Agenda 2: To adopt the Minutes of the 2019 Annual General Meeting of Shareholders held on Thursday, April 25, 2019 and the Extraordinary General Meeting of Shareholders No.1/2019 held on Thursday, June 13, 2019 The Chairman informed the Meeting that the Company prepared the minutes of the Annual General Meeting of Shareholders held on Thursday, April 25, 2019 and Extraordinary General Meeting of Shareholders No.1/2019 held on Thursday, June 13, 2019 which were earlier submitted to the Stock Exchange of Thailand within 14 days as required by law. The minutes of meetings were also sent to the shareholders in advance together with other supporting documents. Such minutes were also sent to the commenting shareholders via registered postal service for consideration. In case that any shareholder wanted to correct such minutes, he/she was required to notify the Company within a period of 7 days. The shareholder’s correction for the minutes of meeting would be informed in the Meeting as well.
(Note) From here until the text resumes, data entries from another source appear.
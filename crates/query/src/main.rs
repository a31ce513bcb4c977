//! Swasya Query
//!
//! Answers one question and prints a single JSON envelope on stdout.
//! Logging is off unless `--verbose`, which sends it to stderr.
//! Only the first positional word is the question; further words are ignored.

use clap::{error::ErrorKind, Parser};
use std::process::ExitCode;
use swasya_common::{
    config::{AppConfig, ObservabilityConfig},
    telemetry::{self, LogSink},
    AppError, ConsultationQueryEngine,
};
use swasya_query::{run_single_shot, Envelope};

#[derive(Parser, Debug)]
#[command(name = "query", about = "Answer a question about indexed consultations", version)]
struct Cli {
    /// Write logs to stderr
    #[arg(long, short)]
    verbose: bool,

    /// Question to answer
    #[arg(num_args = 0.., trailing_var_arg = true, allow_hyphen_values = true)]
    words: Vec<String>,
}

impl Cli {
    fn question(&self) -> Option<String> {
        self.words.first().cloned()
    }
}

/// Failure envelope for a rejected command line, `None` for help and version requests
fn rejection(err: &clap::Error) -> Option<Envelope> {
    match err.kind() {
        ErrorKind::DisplayHelp
        | ErrorKind::DisplayVersion
        | ErrorKind::DisplayHelpOnMissingArgumentOrSubcommand => None,
        _ => {
            let rendered = err.to_string();
            let message = rendered.lines().next().unwrap_or_default().trim();
            Some(Envelope::failed(message))
        }
    }
}

#[tokio::main]
async fn main() -> ExitCode {
    dotenvy::dotenv().ok();

    let cli = match Cli::try_parse() {
        Ok(cli) => cli,
        Err(err) => match rejection(&err) {
            Some(envelope) => {
                println!("{}", envelope.to_line());
                return ExitCode::from(envelope.exit_code());
            }
            None => err.exit(),
        },
    };
    let config = AppConfig::load().map_err(AppError::from);

    let sink = if cli.verbose { LogSink::Stderr } else { LogSink::Off };
    let observability = config
        .as_ref()
        .map(|c| c.observability.clone())
        .unwrap_or_else(|_| ObservabilityConfig::default());
    telemetry::init_tracing(&observability, sink);

    let envelope = run_single_shot(cli.question(), move || {
        let config = config?;
        ConsultationQueryEngine::from_config(&config)
    })
    .await;

    println!("{}", envelope.to_line());
    ExitCode::from(envelope.exit_code())
}

#[cfg(test)]
mod tests {
    use super::*;
    use clap::CommandFactory;

    #[test]
    fn test_question_is_optional() {
        let cli = Cli::try_parse_from(["query"]).unwrap();
        assert!(cli.question().is_none());
        assert!(!cli.verbose);
    }

    #[test]
    fn test_question_and_verbose() {
        let cli =
            Cli::try_parse_from(["query", "--verbose", "List all patients with fever"]).unwrap();
        assert_eq!(cli.question().as_deref(), Some("List all patients with fever"));
        assert!(cli.verbose);
    }

    #[test]
    fn test_dash_leading_question_is_a_question() {
        let cli = Cli::try_parse_from(["query", "-5 days of fever, who?"]).unwrap();
        assert_eq!(cli.question().as_deref(), Some("-5 days of fever, who?"));
        assert!(!cli.verbose);
    }

    #[test]
    fn test_unquoted_words_keep_the_first() {
        let cli = Cli::try_parse_from(["query", "What", "symptoms"]).unwrap();
        assert_eq!(cli.question().as_deref(), Some("What"));
    }

    #[test]
    fn test_help_is_not_rejected() {
        let err = Cli::try_parse_from(["query", "--help"]).unwrap_err();
        assert!(rejection(&err).is_none());
    }

    #[test]
    fn test_parse_error_becomes_failure_envelope() {
        let err = Cli::command().error(ErrorKind::InvalidValue, "bad flag");
        let envelope = rejection(&err).unwrap();
        assert_eq!(envelope.success, Some(false));
        assert_eq!(envelope.exit_code(), 1);
        assert!(envelope.error.unwrap().contains("bad flag"));
        assert!(envelope.to_line().starts_with(r#"{"success":false"#));
    }
}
However, if no shareholder wanted to correct such minutes, the Meeting would certify the minutes of the 2019 Annual General Meeting of Shareholders and the Extraordinary General Meeting of Shareholders No. 1/2019

The Chairman proposed the Meeting to certify the minutes of the 2019 Annual General Meeting of Shareholders held on Thursday, April 25, 2019 and the Extraordinary General Meeting of Shareholders No. 1/2019 held on Thursday, June 13, 2019.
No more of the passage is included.